Research Round-up The latest research on ergogenic aids, with new studies different ergogenic aids have included:
Creatine serum and running
In recent years, other more exotic and expensive forms of creatine have appeared, which claim to offer performance benefits over standard creatine. One of these is ‘creatine serum’, a liquid form of creatine that is claimed to offer a number of other advantages over powdered creatine. Californian researchers examined the effects of ingesting creatine serum on cross-country runners; their findings noted that runners taking the serum had significantly lower perceived rates of exertion and better endurance. However, there was no noticeable improvement in the 5000m run times of those taking the serum, which lead them to conclude that their findings did not support creatine serum as an ergogenic aid.
Phosphatidylserine as a future ergogenic aid for endurance athletes?
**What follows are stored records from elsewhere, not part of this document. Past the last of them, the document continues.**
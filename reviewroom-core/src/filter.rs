//! Filter scopes and the keys derived from them.
//!
//! A `FilterSet` identifies which slice of review data a consumer is
//! viewing. The push-channel room and the cache entry for that slice are
//! both keyed by the same stable derivation, so equal filter fields always
//! address the same room and the same cache entry.

use serde::{Deserialize, Serialize};
use std::fmt;

/// Reviewer role within a filter scope.
#[derive(Debug, Clone, Copy, PartialEq, Eq, Hash, Serialize, Deserialize)]
#[serde(rename_all = "snake_case")]
pub enum ReviewerRole {
    Guide,
    Panel,
}

impl ReviewerRole {
    pub fn as_str(&self) -> &'static str {
        match self {
            ReviewerRole::Guide => "guide",
            ReviewerRole::Panel => "panel",
        }
    }
}

impl fmt::Display for ReviewerRole {
    fn fmt(&self, f: &mut fmt::Formatter<'_>) -> fmt::Result {
        f.write_str(self.as_str())
    }
}

/// The scope key identifying which data slice is being viewed.
///
/// Immutable value; two filter sets with equal fields derive equal
/// room and cache keys.
#[derive(Debug, Clone, PartialEq, Eq, Hash, Serialize, Deserialize)]
pub struct FilterSet {
    pub year: String,
    pub school: String,
    pub program: String,
    pub review_type: String,
    #[serde(default, skip_serializing_if = "Option::is_none")]
    pub role: Option<ReviewerRole>,
}

impl FilterSet {
    pub fn new(
        year: impl Into<String>,
        school: impl Into<String>,
        program: impl Into<String>,
        review_type: impl Into<String>,
    ) -> Self {
        Self {
            year: year.into(),
            school: school.into(),
            program: program.into(),
            review_type: review_type.into(),
            role: None,
        }
    }

    pub fn with_role(mut self, role: ReviewerRole) -> Self {
        self.role = Some(role);
        self
    }

    /// All required fields present and non-empty.
    ///
    /// An incomplete filter set is a valid idle state for the coordinator,
    /// not an error.
    pub fn is_complete(&self) -> bool {
        !self.year.trim().is_empty()
            && !self.school.trim().is_empty()
            && !self.program.trim().is_empty()
            && !self.review_type.trim().is_empty()
    }

    /// Derive the subscription key for the push-channel room.
    ///
    /// The derivation is a canonical lower-cased, colon-joined string of
    /// the filter fields. The exact encoding is not a compatibility
    /// surface; only stability matters.
    pub fn room_key(&self) -> RoomKey {
        let mut key = format!(
            "{}:{}:{}:{}",
            canonical(&self.year),
            canonical(&self.school),
            canonical(&self.program),
            canonical(&self.review_type),
        );
        if let Some(role) = self.role {
            key.push(':');
            key.push_str(role.as_str());
        }
        RoomKey(key)
    }

    /// Derive the cache key for this scope. Same derivation as [`Self::room_key`].
    pub fn cache_key(&self) -> CacheKey {
        self.room_key()
    }
}

fn canonical(field: &str) -> String {
    field.trim().to_ascii_lowercase()
}

/// Derived subscription identifier for the push channel, one per filter set.
#[derive(Debug, Clone, PartialEq, Eq, Hash, Serialize, Deserialize)]
#[serde(transparent)]
pub struct RoomKey(String);

impl RoomKey {
    pub fn as_str(&self) -> &str {
        &self.0
    }
}

impl fmt::Display for RoomKey {
    fn fmt(&self, f: &mut fmt::Formatter<'_>) -> fmt::Result {
        f.write_str(&self.0)
    }
}

/// Cache entries use the same derivation as push-channel rooms.
pub type CacheKey = RoomKey;
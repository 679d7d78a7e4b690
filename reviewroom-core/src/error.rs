//! Error types for review synchronization.

use thiserror::Error;

/// Failures surfaced by the synchronization engine.
///
/// Transport-level failures are absorbed and retried at the layer that owns
/// the transport; only exhaustion of recovery reaches the consumer. An
/// incomplete filter set is a defined idle state, not an error, so it has
/// no variant here.
#[derive(Debug, Clone, Error, PartialEq, Eq)]
pub enum SyncError {
    #[error("Push connection failed: {reason}")]
    Connection { reason: String },

    #[error("Request timed out after {timeout_ms}ms")]
    RequestTimeout { timeout_ms: u64 },

    #[error("Request failed: {reason}")]
    RequestFailed { reason: String },

    #[error("Submission rejected: {reason}")]
    SubmissionRejected { reason: String },
}

impl SyncError {
    /// Short tag for structured log fields.
    pub fn kind(&self) -> &'static str {
        match self {
            SyncError::Connection { .. } => "connection",
            SyncError::RequestTimeout { .. } => "request_timeout",
            SyncError::RequestFailed { .. } => "request_failed",
            SyncError::SubmissionRejected { .. } => "submission_rejected",
        }
    }
}
//! REST request and response bodies.

use reviewroom_core::{FilterSet, Review, ReviewSnapshot, ReviewerRole};
use serde::{Deserialize, Serialize};
use serde_json::Value as JsonValue;
use uuid::Uuid;

/// Query parameters for `GET /api/v1/reviews`, derived from a filter set.
#[derive(Debug, Clone, PartialEq, Serialize, Deserialize)]
pub struct ReviewsQuery {
    pub year: String,
    pub school: String,
    pub program: String,
    #[serde(rename = "type")]
    pub review_type: String,
    #[serde(default, skip_serializing_if = "Option::is_none")]
    pub role: Option<ReviewerRole>,
}

impl From<&FilterSet> for ReviewsQuery {
    fn from(filters: &FilterSet) -> Self {
        Self {
            year: filters.year.clone(),
            school: filters.school.clone(),
            program: filters.program.clone(),
            review_type: filters.review_type.clone(),
            role: filters.role,
        }
    }
}

/// Response body for `GET /api/v1/reviews`.
#[derive(Debug, Clone, Default, PartialEq, Serialize, Deserialize)]
pub struct ReviewsResponse {
    #[serde(default)]
    pub active: Vec<Review>,
    #[serde(default)]
    pub deadline_passed: Vec<Review>,
    #[serde(default)]
    pub past: Vec<Review>,
    #[serde(default, skip_serializing_if = "Option::is_none")]
    pub statistics: Option<JsonValue>,
}

impl From<ReviewsResponse> for ReviewSnapshot {
    fn from(response: ReviewsResponse) -> Self {
        ReviewSnapshot {
            active: response.active,
            deadline_passed: response.deadline_passed,
            past: response.past,
            statistics: response.statistics,
        }
    }
}

/// Request body for `POST /api/v1/marks`, also carried inside the push
/// channel's `mark_submission` message.
#[derive(Debug, Clone, PartialEq, Serialize, Deserialize)]
pub struct MarkSubmission {
    pub review_id: Uuid,
    pub team_id: Uuid,
    /// Rubric payload; validated by the mark-entry subsystem, opaque here.
    pub marks: JsonValue,
}

/// Structured body returned with non-2xx responses.
#[derive(Debug, Clone, PartialEq, Serialize, Deserialize)]
pub struct ApiErrorBody {
    pub code: String,
    pub message: String,
}
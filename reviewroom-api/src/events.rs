//! WebSocket Event Types
//!
//! This module defines the event frames the server broadcasts to
//! connected clients over the push channel. Full snapshots and
//! incremental deltas carry the review data itself; the remaining
//! variants report room membership and submission outcomes.

use reviewroom_core::{ReviewSnapshot, RoomKey, SnapshotDelta};
use serde::{Deserialize, Serialize};
use uuid::Uuid;

/// Server-to-client event frames for real-time updates.
///
/// Room join rejections and submission rejections are non-fatal events,
/// not protocol errors: the connection stays up and the client decides
/// how to react.
#[derive(Debug, Clone, PartialEq, Serialize, Deserialize)]
#[serde(tag = "type", rename_all = "snake_case")]
pub enum ServerEvent {
    /// The join request for a room was accepted.
    RoomJoined {
        /// The room now subscribed to
        room: RoomKey,
    },

    /// The server declined a room join (e.g. invalid filters).
    RoomJoinError {
        /// Human-readable rejection reason
        message: String,
    },

    /// A full snapshot for the subscribed room.
    Snapshot {
        /// Complete review data for the room's filter scope
        payload: ReviewSnapshot,
    },

    /// An incremental update to be merged into the current snapshot.
    Delta {
        /// Partial review data, any subset of snapshot fields
        payload: SnapshotDelta,
    },

    /// A mark submission was accepted; the resulting change is broadcast
    /// separately as a delta.
    SubmissionAccepted {
        review_id: Uuid,
        team_id: Uuid,
    },

    /// A mark submission was declined.
    SubmissionRejected {
        /// Human-readable rejection reason
        message: String,
    },

    /// Server-side error unrelated to a specific request.
    Error {
        message: String,
    },
}

impl ServerEvent {
    /// Short name for structured log fields.
    pub fn event_type(&self) -> &'static str {
        match self {
            ServerEvent::RoomJoined { .. } => "room_joined",
            ServerEvent::RoomJoinError { .. } => "room_join_error",
            ServerEvent::Snapshot { .. } => "snapshot",
            ServerEvent::Delta { .. } => "delta",
            ServerEvent::SubmissionAccepted { .. } => "submission_accepted",
            ServerEvent::SubmissionRejected { .. } => "submission_rejected",
            ServerEvent::Error { .. } => "error",
        }
    }

    /// True for events that modify the visible snapshot.
    pub fn carries_data(&self) -> bool {
        matches!(
            self,
            ServerEvent::Snapshot { .. } | ServerEvent::Delta { .. }
        )
    }
}
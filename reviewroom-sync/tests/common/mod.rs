//! In-memory fake transports for exercising the sync engine.
#![allow(dead_code)]

use async_trait::async_trait;
use reviewroom_api::types::{MarkSubmission, ReviewsQuery};
use reviewroom_api::ClientMessage;
use reviewroom_core::{ReviewSnapshot, SyncError};
use reviewroom_sync::transport::{PushConnection, PushTransport, RestTransport, TransportEvent};
use std::collections::VecDeque;
use std::sync::Mutex;
use std::time::Duration;
use tokio::sync::{mpsc, oneshot};

/// Server side of one scripted push connection.
pub struct ServerEnd {
    pub from_client: mpsc::Receiver<ClientMessage>,
    pub to_client: mpsc::Sender<TransportEvent>,
}

impl ServerEnd {
    /// Drain everything the client has sent so far.
    pub fn drain_client_messages(&mut self) -> Vec<ClientMessage> {
        let mut messages = Vec::new();
        while let Ok(message) = self.from_client.try_recv() {
            messages.push(message);
        }
        messages
    }
}

fn connection_pair() -> (PushConnection, ServerEnd) {
    let (outbound_tx, outbound_rx) = mpsc::channel(64);
    let (inbound_tx, inbound_rx) = mpsc::channel(64);
    (
        PushConnection {
            outbound: outbound_tx,
            inbound: inbound_rx,
        },
        ServerEnd {
            from_client: outbound_rx,
            to_client: inbound_tx,
        },
    )
}

/// Scripted push transport. Each `connect` pops the next outcome; once
/// the script runs dry, connects hang forever (the session stays in
/// `connecting` without burning reconnect attempts).
#[derive(Default)]
pub struct FakePushTransport {
    outcomes: Mutex<VecDeque<Result<PushConnection, SyncError>>>,
}

impl FakePushTransport {
    pub fn new() -> Self {
        Self::default()
    }

    pub fn script_failure(&self, reason: &str) {
        self.outcomes
            .lock()
            .unwrap()
            .push_back(Err(SyncError::Connection {
                reason: reason.to_string(),
            }));
    }

    /// Script a successful connection and return its server end.
    pub fn script_connection(&self) -> ServerEnd {
        let (connection, server) = connection_pair();
        self.outcomes.lock().unwrap().push_back(Ok(connection));
        server
    }
}

#[async_trait]
impl PushTransport for FakePushTransport {
    async fn connect(&self) -> Result<PushConnection, SyncError> {
        let outcome = { self.outcomes.lock().unwrap().pop_front() };
        match outcome {
            Some(outcome) => outcome,
            None => std::future::pending().await,
        }
    }
}

/// One scripted REST response.
pub enum RestScript {
    Reply(ReviewSnapshot),
    Fail(SyncError),
    /// Never resolves; the pull timeout wins the race.
    Hang,
    /// Resolves with the snapshot once the gate fires.
    Gated(oneshot::Receiver<()>, ReviewSnapshot),
}

/// Scripted REST transport that records every query and submission.
#[derive(Default)]
pub struct FakeRestTransport {
    responses: Mutex<VecDeque<RestScript>>,
    queries: Mutex<Vec<ReviewsQuery>>,
    submissions: Mutex<Vec<MarkSubmission>>,
    submit_outcomes: Mutex<VecDeque<Result<(), SyncError>>>,
}

impl FakeRestTransport {
    pub fn new() -> Self {
        Self::default()
    }

    pub fn script(&self, script: RestScript) {
        self.responses.lock().unwrap().push_back(script);
    }

    /// Script a gated reply; the returned sender releases it.
    pub fn script_gated(&self, snapshot: ReviewSnapshot) -> oneshot::Sender<()> {
        let (gate_tx, gate_rx) = oneshot::channel();
        self.script(RestScript::Gated(gate_rx, snapshot));
        gate_tx
    }

    pub fn script_submit(&self, outcome: Result<(), SyncError>) {
        self.submit_outcomes.lock().unwrap().push_back(outcome);
    }

    pub fn query_count(&self) -> usize {
        self.queries.lock().unwrap().len()
    }

    pub fn submissions(&self) -> Vec<MarkSubmission> {
        self.submissions.lock().unwrap().clone()
    }
}

#[async_trait]
impl RestTransport for FakeRestTransport {
    async fn fetch_reviews(&self, query: &ReviewsQuery) -> Result<ReviewSnapshot, SyncError> {
        self.queries.lock().unwrap().push(query.clone());
        let script = { self.responses.lock().unwrap().pop_front() };
        match script {
            Some(RestScript::Reply(snapshot)) => Ok(snapshot),
            Some(RestScript::Fail(err)) => Err(err),
            Some(RestScript::Hang) => std::future::pending().await,
            Some(RestScript::Gated(gate, snapshot)) => {
                let _ = gate.await;
                Ok(snapshot)
            }
            None => Err(SyncError::RequestFailed {
                reason: "no scripted response".to_string(),
            }),
        }
    }

    async fn submit_marks(&self, submission: &MarkSubmission) -> Result<(), SyncError> {
        self.submissions.lock().unwrap().push(submission.clone());
        let outcome = { self.submit_outcomes.lock().unwrap().pop_front() };
        outcome.unwrap_or(Ok(()))
    }
}

/// Let spawned tasks and auto-advanced timers settle.
pub async fn settle() {
    tokio::time::sleep(Duration::from_millis(50)).await;
}

/// A snapshot distinguishable by a marker in its statistics payload.
pub fn marked_snapshot(marker: &str) -> ReviewSnapshot {
    ReviewSnapshot {
        statistics: Some(serde_json::json!({ "marker": marker })),
        ..ReviewSnapshot::default()
    }
}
Phosphatidylserine is a naturally occurring lipid, which is located on the inner surface of cell membranes in most tissues of animals and plants, but according to new research by a team of Welsh scientists, it could also have the potential to enhance endurance capacity when taken as a supplement. The research team took two groups of male endurance cyslists and asked one to supplement with phosphatidylserine for 10 dryas and the other to take a placebo. After a series of tests and comparison they noticed a huge increase in time to exhaustion during the V02 max test, up to two minutes, which although is evidence of phosphatidylserine as an erogoenic supplement, this is the first test to have come to this conclusion so more research will need to be carried out for a conclusive result.